De acordo com Isvilaine Silva, a crise climática aumenta a violência, sobretudo sobre as mulheres e pessoas negras, porque, se um país está sofrendo com severas crises e desastres ambientais, as pessoas se veem na necessidade de migrar para outros lugares. “Elas acabam sofrendo todos os preconceitos por ser imigrante, por ser uma pessoa negra. Acabam chegando em um país em que não tem emprego. Mulheres acabam sendo violentadas durante esse caminho e, para comer, precisam também vender os seus corpos”, completa.
A escassez de recursos põe pressão sobre itens básicos, como água e alimentos, e pode levar algumas pessoas a se armarem, o que agrava mais ainda problemas que já existem na sociedade, como o machismo, o racismo, a LGBTfobia, entre outras violências e discriminações.
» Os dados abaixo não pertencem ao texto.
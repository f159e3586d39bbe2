//! Outbound adapters implementing domain ports for external infrastructure.
//!
//! - **http**: reqwest-backed client for the remote `/users` resource.
//!
//! Adapters are thin translators that convert between domain types and
//! infrastructure-specific representations. They contain no business logic.

pub mod http;
//! Defines helper macros for generating domain port error enums.

macro_rules! define_port_error {
    (@ctor $variant:ident { $($field:ident : $ty:ty),* $(,)? }) => {
        define_port_error!(@ctor_impl $variant () () $( $field : $ty, )*);
    };

    (@ctor_impl $variant:ident ($($params:tt)*) ($($inits:tt)*) ) => {
        ::paste::paste! {
            #[doc = concat!("Construct [`Self::", stringify!($variant), "`].")]
            pub fn [<$variant:snake>]($($params)*) -> Self {
                Self::$variant { $($inits)* }
            }
        }
    };

    (
        @ctor_impl $variant:ident ($($params:tt)*) ($($inits:tt)*)
        $field:ident : $ty:ty, $($rest:tt)*
    ) => {
        define_port_error!(
            @ctor_impl
            $variant
            ($($params)* $field: impl Into<$ty>,)
            ($($inits)* $field: $field.into(),)
            $($rest)*
        );
    };
    (
        $(#[$outer:meta])*
        pub enum $name:ident {
            $(
                $(#[$variant_meta:meta])*
                $variant:ident {
                    $($(#[$field_meta:meta])* $field:ident : $ty:ty),* $(,)?
                } => $message:expr
            ),* $(,)?
        }
    ) => {
        $(#[$outer])*
        #[derive(Debug, Clone, PartialEq, Eq, thiserror::Error)]
        pub enum $name {
            $(
                $(#[$variant_meta])*
                #[error($message)]
                $variant { $($(#[$field_meta])* $field : $ty),* },
            )*
        }

        impl $name {
            $(
                define_port_error!(@ctor $variant { $($field : $ty),* });
            )*
        }
    };
}

pub(crate) use define_port_error;

#[cfg(test)]
mod tests {
    //! Constructor coverage through the store failure enum.

    use rstest::rstest;

    use crate::domain::StoreFailure;

    #[rstest]
    fn string_fields_accept_str() {
        let err = StoreFailure::transport("connection reset");

        assert_eq!(
            err,
            StoreFailure::Transport {
                message: "connection reset".to_owned(),
            }
        );
        assert_eq!(err.to_string(), "transport failed: connection reset");
    }

    #[rstest]
    fn mixed_fields_keep_their_types() {
        let err = StoreFailure::unexpected_status(404_u16, "x");

        assert_eq!(
            err,
            StoreFailure::UnexpectedStatus {
                status: 404,
                body: "x".to_owned(),
            }
        );
        assert_eq!(err.to_string(), "unexpected status 404: x");
    }

    #[rstest]
    #[case(StoreFailure::timeout(String::from("slow")), "request timed out: slow")]
    #[case(StoreFailure::decode("not an array"), "response decode failed: not an array")]
    fn owned_and_borrowed_strings_render_alike(
        #[case] err: StoreFailure,
        #[case] expected: &str,
    ) {
        assert_eq!(err.to_string(), expected);
    }
}
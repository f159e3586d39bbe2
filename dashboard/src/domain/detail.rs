//! Read-only projection of a single user for the detail view.

use super::User;

/// What the detail view shows for one record.
#[derive(Debug, Clone, PartialEq, Eq)]
pub struct UserDetail {
    /// `first_name + " " + last_name`.
    pub full_name: String,
    /// Contact email.
    pub email: String,
    /// Department name.
    pub department: String,
}

impl From<&User> for UserDetail {
    fn from(user: &User) -> Self {
        Self {
            full_name: format!("{} {}", user.first_name(), user.last_name()),
            email: user.email().to_owned(),
            department: user.department().to_owned(),
        }
    }
}
//! Plain-text rendering of dashboard views.
//!
//! Every function writes to a caller-supplied sink so the binary can target
//! stdout while tests capture into a `Vec<u8>`.

use std::io::{self, Write};

use crate::domain::{
    DashboardError, FieldErrors, FormMode, ListView, MutationReport, User, UserDetail,
};

/// Shown while no list has been fetched.
pub const LOADING: &str = "Loading...";

const COLUMNS: [&str; 5] = ["ID", "First Name", "Last Name", "Email", "Department"];

fn cells(user: &User) -> [&str; 5] {
    [
        user.id().as_ref(),
        user.first_name(),
        user.last_name(),
        user.email(),
        user.department(),
    ]
}

/// Render the list area: a placeholder before the first fetch, otherwise a
/// table with one row per record in API order.
pub fn list(out: &mut impl Write, view: &ListView) -> io::Result<()> {
    let ListView::Table(users) = view else {
        return writeln!(out, "{LOADING}");
    };

    let mut widths = COLUMNS.map(str::len);
    for user in users {
        for (width, cell) in widths.iter_mut().zip(cells(user)) {
            *width = (*width).max(cell.chars().count());
        }
    }

    write_row(out, COLUMNS, widths)?;
    let rule = widths.map(|width| "-".repeat(width));
    write_row(out, rule.each_ref().map(String::as_str), widths)?;
    for user in users {
        write_row(out, cells(user), widths)?;
    }
    Ok(())
}

fn write_row(out: &mut impl Write, row: [&str; 5], widths: [usize; 5]) -> io::Result<()> {
    let line = row
        .iter()
        .zip(widths)
        .map(|(cell, width)| format!("{cell:<width$}"))
        .collect::<Vec<_>>()
        .join(" | ");
    writeln!(out, "{}", line.trim_end())
}

/// Render the detail view.
pub fn detail(out: &mut impl Write, detail: &UserDetail) -> io::Result<()> {
    writeln!(out, "Full Name: {}", detail.full_name)?;
    writeln!(out, "Email: {}", detail.email)?;
    writeln!(out, "Department: {}", detail.department)
}

/// Render the heading of the open editor.
pub fn editor_title(out: &mut impl Write, mode: &FormMode) -> io::Result<()> {
    writeln!(out, "{}", mode.title())
}

/// Render one line per failing field, in form order.
pub fn field_errors(out: &mut impl Write, errors: &FieldErrors) -> io::Result<()> {
    for (field, message) in errors.iter() {
        writeln!(out, "{}: {message}", field.label())?;
    }
    Ok(())
}

/// Render the notice for a confirmed mutation and any refresh failure.
pub fn report(out: &mut impl Write, report: &MutationReport) -> io::Result<()> {
    writeln!(out, "{}", report.notice)?;
    if let Err(err) = &report.refresh {
        writeln!(out, "{}", DashboardError::from(err.clone()).user_message())?;
    }
    Ok(())
}

#[cfg(test)]
mod tests {
    //! Rendering snapshots for each view.

    use super::*;
    use crate::domain::{
        FetchError, Notice, StoreFailure, UserDraft, UserId, validate_draft,
    };
    use rstest::rstest;

    fn ann() -> User {
        User::new(
            UserId::new("5").expect("id"),
            UserDraft {
                first_name: "Ann".to_owned(),
                last_name: "Lee".to_owned(),
                email: "a@b.com".to_owned(),
                department: "Eng".to_owned(),
            },
        )
    }

    fn rendered(render: impl FnOnce(&mut Vec<u8>) -> io::Result<()>) -> String {
        let mut out = Vec::new();
        render(&mut out).expect("writing to a Vec cannot fail");
        String::from_utf8(out).expect("rendered text is UTF-8")
    }

    #[rstest]
    fn loading_view_renders_placeholder_only() {
        let text = rendered(|out| list(out, &ListView::Loading));

        assert_eq!(text, "Loading...\n");
    }

    #[rstest]
    fn empty_table_renders_header_without_rows() {
        let text = rendered(|out| list(out, &ListView::Table(Vec::new())));

        assert_eq!(text.lines().count(), 2);
        assert!(text.starts_with("ID | First Name"));
        assert!(!text.contains(LOADING));
    }

    #[rstest]
    fn table_row_lists_every_field() {
        let text = rendered(|out| list(out, &ListView::Table(vec![ann()])));

        let row = text.lines().nth(2).expect("one data row");
        let cells = row.split('|').map(str::trim).collect::<Vec<_>>();
        assert_eq!(cells, ["5", "Ann", "Lee", "a@b.com", "Eng"]);
    }

    #[rstest]
    fn detail_view_shows_full_name() {
        let text = rendered(|out| detail(out, &UserDetail::from(&ann())));

        assert_eq!(
            text,
            "Full Name: Ann Lee\nEmail: a@b.com\nDepartment: Eng\n"
        );
    }

    #[rstest]
    fn field_errors_follow_form_order() {
        let errors = validate_draft(&UserDraft {
            first_name: "Ann".to_owned(),
            email: "nope".to_owned(),
            ..UserDraft::default()
        });

        let text = rendered(|out| field_errors(out, &errors));

        assert_eq!(
            text,
            "Last Name: Last Name is required\n\
             Email: Invalid email format\n\
             Department Name: Department is required\n"
        );
    }

    #[rstest]
    #[case::create(FormMode::Create, "Create New User\n")]
    #[case::edit(FormMode::Edit(ann()), "Edit User Data\n")]
    fn editor_title_names_the_mode(#[case] mode: FormMode, #[case] expected: &str) {
        assert_eq!(rendered(|out| editor_title(out, &mode)), expected);
    }

    #[rstest]
    #[case::refreshed(Ok(()), "User deleted successfully!\n")]
    #[case::stale(
        Err(FetchError::new(StoreFailure::timeout("slow"))),
        "User deleted successfully!\nFailed to fetch user data. Please try again later.\n"
    )]
    fn report_mentions_failed_refresh(
        #[case] refresh: Result<(), FetchError>,
        #[case] expected: &str,
    ) {
        let report_value = MutationReport {
            notice: Notice::UserDeleted,
            user: None,
            refresh,
        };

        assert_eq!(rendered(|out| report(out, &report_value)), expected);
    }
}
“A crise climática é um problema que acaba pegando todas as outras questões juntas, todas essas outras questões de desigualdade, e piorando elas cada vez mais. Então, não tem como falar de crise climática, sem falar de violência de gênero, sem falar de racismo, sem falar de quem está nessa linha de frente”, completa Isvilaine.
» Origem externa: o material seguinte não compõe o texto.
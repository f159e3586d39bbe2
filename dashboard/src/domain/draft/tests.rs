//! Tests for draft validation.

use super::*;
use rstest::{fixture, rstest};

#[fixture]
fn valid_draft() -> UserDraft {
    UserDraft {
        first_name: "Ann".to_owned(),
        last_name: "Lee".to_owned(),
        email: "a@b.com".to_owned(),
        department: "Eng".to_owned(),
    }
}

#[rstest]
fn valid_draft_produces_no_errors(valid_draft: UserDraft) {
    let errors = validate_draft(&valid_draft);
    assert!(errors.is_empty(), "unexpected errors: {errors:?}");
}

#[rstest]
#[case::first_name(DraftField::FirstName, FIRST_NAME_REQUIRED)]
#[case::last_name(DraftField::LastName, LAST_NAME_REQUIRED)]
#[case::email(DraftField::Email, EMAIL_REQUIRED)]
#[case::department(DraftField::Department, DEPARTMENT_REQUIRED)]
fn missing_field_is_reported(
    mut valid_draft: UserDraft,
    #[case] field: DraftField,
    #[case] expected: &str,
) {
    valid_draft.set(field, "");

    let errors = validate_draft(&valid_draft);
    assert_eq!(errors.len(), 1);
    assert_eq!(errors.get(field), Some(expected));
}

#[rstest]
#[case("a@b.co")]
#[case("first.last+tag@example.org")]
#[case("UPPER_case%1@sub.domain.IO")]
#[case("x-y@host-name.travel")]
fn well_formed_emails_pass(mut valid_draft: UserDraft, #[case] email: &str) {
    valid_draft.email = email.to_owned();

    let errors = validate_draft(&valid_draft);
    assert_eq!(errors.get(DraftField::Email), None);
}

#[rstest]
#[case("bad-email")]
#[case("a@b")]
#[case("a@b.c")]
#[case("@example.com")]
#[case("a b@example.com")]
#[case("a@example.c0m")]
fn malformed_emails_fail(mut valid_draft: UserDraft, #[case] email: &str) {
    valid_draft.email = email.to_owned();

    let errors = validate_draft(&valid_draft);
    assert_eq!(errors.get(DraftField::Email), Some(EMAIL_INVALID));
}

#[rstest]
fn empty_draft_reports_every_field_in_form_order() {
    let errors = validate_draft(&UserDraft::default());
    let fields: Vec<_> = errors.iter().map(|(field, _)| field).collect();
    assert_eq!(fields, DraftField::ALL.to_vec());
}

#[rstest]
fn whitespace_is_not_treated_as_empty(mut valid_draft: UserDraft) {
    valid_draft.first_name = " ".to_owned();

    assert!(validate_draft(&valid_draft).is_empty());
}

#[rstest]
fn set_and_get_touch_exactly_one_field(mut valid_draft: UserDraft) {
    valid_draft.set(DraftField::Department, "Ops");

    assert_eq!(valid_draft.get(DraftField::Department), "Ops");
    assert_eq!(valid_draft.get(DraftField::FirstName), "Ann");
    assert_eq!(valid_draft.get(DraftField::Email), "a@b.com");
}

#[rstest]
fn field_wire_names_match_api_payload() {
    let names: Vec<_> = DraftField::ALL.iter().map(|f| f.as_str()).collect();
    assert_eq!(names, ["firstName", "lastName", "email", "department"]);
}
Necessidade de diversidade nos espaços de decisão
A inclusão e a diversidade dentro dos espaços de tomada de decisão sobre o enfrentamento contra as mudanças climáticas é uma das soluções apontadas para que a construção das políticas ambientais olhe com mais atenção para as populações mais vulneráveis.
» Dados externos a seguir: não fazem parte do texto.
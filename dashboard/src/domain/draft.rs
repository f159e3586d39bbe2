//! Editable user drafts and their validation.
//!
//! A draft is the uncommitted state behind the create/edit form. Validation is
//! a pure function over the draft and produces one message per failing field.

use std::collections::BTreeMap;
use std::fmt;
use std::sync::OnceLock;

use regex::Regex;

/// Editable fields of a user record.
///
/// Drafts never carry the record identifier: in create mode none exists yet
/// and in edit mode it is held by the form mode, out of reach of field edits.
#[derive(Debug, Clone, Default, PartialEq, Eq)]
pub struct UserDraft {
    /// Given name.
    pub first_name: String,
    /// Family name.
    pub last_name: String,
    /// Contact email.
    pub email: String,
    /// Department name.
    pub department: String,
}

impl UserDraft {
    /// Read one field.
    pub fn get(&self, field: DraftField) -> &str {
        match field {
            DraftField::FirstName => self.first_name.as_str(),
            DraftField::LastName => self.last_name.as_str(),
            DraftField::Email => self.email.as_str(),
            DraftField::Department => self.department.as_str(),
        }
    }

    /// Replace one field.
    pub fn set(&mut self, field: DraftField, value: impl Into<String>) {
        let slot = match field {
            DraftField::FirstName => &mut self.first_name,
            DraftField::LastName => &mut self.last_name,
            DraftField::Email => &mut self.email,
            DraftField::Department => &mut self.department,
        };
        *slot = value.into();
    }
}

/// Names of the editable draft fields.
#[derive(Debug, Clone, Copy, PartialEq, Eq, Hash, PartialOrd, Ord)]
pub enum DraftField {
    /// `firstName`
    FirstName,
    /// `lastName`
    LastName,
    /// `email`
    Email,
    /// `department`
    Department,
}

impl DraftField {
    /// Every field, in form order.
    pub const ALL: [Self; 4] = [
        Self::FirstName,
        Self::LastName,
        Self::Email,
        Self::Department,
    ];

    /// Wire name of the field as used by the API payloads.
    pub const fn as_str(self) -> &'static str {
        match self {
            Self::FirstName => "firstName",
            Self::LastName => "lastName",
            Self::Email => "email",
            Self::Department => "department",
        }
    }

    /// Label shown next to the field in the form.
    pub const fn label(self) -> &'static str {
        match self {
            Self::FirstName => "First Name",
            Self::LastName => "Last Name",
            Self::Email => "Email",
            Self::Department => "Department Name",
        }
    }
}

impl fmt::Display for DraftField {
    fn fmt(&self, f: &mut fmt::Formatter<'_>) -> fmt::Result {
        f.write_str(self.as_str())
    }
}

/// Field-level validation messages keyed by field.
///
/// An empty mapping means the draft is ready to submit.
#[derive(Debug, Clone, Default, PartialEq, Eq)]
pub struct FieldErrors(BTreeMap<DraftField, String>);

impl FieldErrors {
    /// Whether no field failed validation.
    pub fn is_empty(&self) -> bool {
        self.0.is_empty()
    }

    /// Number of failing fields.
    pub fn len(&self) -> usize {
        self.0.len()
    }

    /// Message recorded for a field, if any.
    pub fn get(&self, field: DraftField) -> Option<&str> {
        self.0.get(&field).map(String::as_str)
    }

    /// Iterate failing fields in form order.
    #[must_use]
    pub fn iter(&self) -> impl Iterator<Item = (DraftField, &str)> {
        self.0.iter().map(|(field, message)| (*field, message.as_str()))
    }

    fn insert(&mut self, field: DraftField, message: &str) {
        self.0.insert(field, message.to_owned());
    }
}

/// Message for a missing first name.
pub const FIRST_NAME_REQUIRED: &str = "First Name is required";
/// Message for a missing last name.
pub const LAST_NAME_REQUIRED: &str = "Last Name is required";
/// Message for a missing email.
pub const EMAIL_REQUIRED: &str = "Email is required";
/// Message for an email that does not look like `local@domain.tld`.
pub const EMAIL_INVALID: &str = "Invalid email format";
/// Message for a missing department.
pub const DEPARTMENT_REQUIRED: &str = "Department is required";

static EMAIL_RE: OnceLock<Regex> = OnceLock::new();

fn email_regex() -> &'static Regex {
    EMAIL_RE.get_or_init(|| {
        let pattern = r"^[A-Za-z0-9._%+-]+@[A-Za-z0-9.-]+\.[A-Za-z]{2,}$";
        Regex::new(pattern).unwrap_or_else(|error| panic!("email regex failed to compile: {error}"))
    })
}

/// Whether `email` matches the accepted `local@domain.tld` shape.
#[must_use]
pub fn is_valid_email(email: &str) -> bool {
    email_regex().is_match(email)
}

/// Validate a draft, returning one message per failing field.
///
/// # Examples
/// ```
/// use dashboard::domain::{DraftField, UserDraft, validate_draft};
///
/// let errors = validate_draft(&UserDraft::default());
/// assert_eq!(errors.get(DraftField::Email), Some("Email is required"));
/// assert_eq!(errors.len(), 4);
/// ```
#[must_use]
pub fn validate_draft(draft: &UserDraft) -> FieldErrors {
    let mut errors = FieldErrors::default();

    if draft.first_name.is_empty() {
        errors.insert(DraftField::FirstName, FIRST_NAME_REQUIRED);
    }
    if draft.last_name.is_empty() {
        errors.insert(DraftField::LastName, LAST_NAME_REQUIRED);
    }
    if draft.email.is_empty() {
        errors.insert(DraftField::Email, EMAIL_REQUIRED);
    } else if !is_valid_email(&draft.email) {
        errors.insert(DraftField::Email, EMAIL_INVALID);
    }
    if draft.department.is_empty() {
        errors.insert(DraftField::Department, DEPARTMENT_REQUIRED);
    }

    errors
}

#[cfg(test)]
mod tests;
“O sistema é racista quando a gente olha onde estão sendo tomadas as decisões para o enfrentamento da crise climática e não vê diversidade naquele campo. A gente sempre vê as mesmas pessoas”, comenta a engenheira ambiental e ativista Isvilaine.
Defender a pluralidade de vozes dentro dos espaços de decisão das políticas de enfrentamento à degradação ambiental e climática é uma das pautas de algumas organizações brasileiras focadas nessas questões. A Ambiafro, por exemplo, é uma proposta que visa colocar pessoas negras por dentro das questões climáticas de uma forma em que elas se sintam próximas do assunto e consigam entender o quanto suas vidas são afetadas. “O nosso trabalho enquanto Ambiafro é tentar fazer essas pessoas entenderem que é uma pauta urgente e que ela afeta todas as pessoas pretas tanto em contextos urbanos ou não”, comenta Josué Dias.
O Engajamundo é outra organização liderada por jovens engajados politicamente no enfrentamento a problemas socioambientais e está com um financiamento coletivo aberto para viabilizar a participação dos jovens voluntários na COP26 (Conferência das Nações Unidas sobre Mudanças Climáticas de 2021). É uma oportunidade de levar diversidade de pessoas para participar desses espaços.
“A gente pensa muito que falar de meio ambiente é coisa pra branco, mas não é quando nós, pessoas pretas, somos as pessoas que mais sofrem com a crise climática. Então, a gente tem que vir também quebrando estereótipos, porque nós somos as pessoas que estamos na frente enfrentando a crise climática e sofrendo as consequências dessa crise”, finaliza Isvilaine, também articuladora do Engajamundo.